一、教学基本要求
1、 学习高等真核生物基因组DNA的快速提取方法。
2、 了解真核基因组DNA的有关特性。
二、教学内容
〖实验目的〗
      掌握真核基因组DNA的快速提取方法。

〖实验原理〗 
      CTAB是一种非离子去污剂。CTAB 与核酸形成复合物， 此复合物在高盐 （＞0.7mM） 浓度下可溶， 并稳定存在， 但在低盐浓度 （0.1－0.5 mM NaCl）下 CTAB－核酸复合物就因浓度降低而沉淀，而大部分的蛋白质及多糖等仍溶解于溶液中。
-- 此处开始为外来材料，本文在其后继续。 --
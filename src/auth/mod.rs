pub mod auth;
pub mod jwt;
pub mod middleware;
经离心弃上清后，CTAB－核酸复合物再用 75％酒精浸泡可洗脱掉CTAB。
〖实验材料〗
水稻或其它植物材料
〖仪器及药品〗
冷冻离心机、高速离心机、分光光度计
〖实验步骤〗
1．在2mL离心管中，加入500μl的2×CTAB和20 μlβ-巯基乙醇, 65℃预热。
2．嫩的组织材料1-2g，用蒸馏水冲洗干净，再用灭菌ddH2O冲洗2次，放入经液氮预冷的研钵中，加入液氮研磨至粉末状，用干净的灭菌不锈钢勺转移粉末到预热的离心管中，总体积达到1mL混匀后置65℃水浴中保温45-60min，并不时轻轻转动试管。
3．加等体积的氯仿/异戊醇，轻轻地颠倒混匀，室温下10000rpm离心10 min，移上清至另一新管中。
4．向管中加入1/100体积的RNase A溶液，置37℃20-30min。
5．加入2倍体积的100%乙醇或0.7倍体积异丙醇，会出现絮状沉淀，-20℃放置30 min或-80℃放置10min，12 000rpm离心10-15min回收DNA沉淀。
6．用70%乙醇清洗沉淀两次，吹干后溶于适量的灭菌ddH2O中。
7．0.8%琼脂糖凝胶电泳检测基因组DNA的完整性。
〖注意事项〗
　　冻存材料直接研磨，绝对不能化冻。而且粉末应在化冻前转移否则内源性Dnase有可能降解基因组DNA。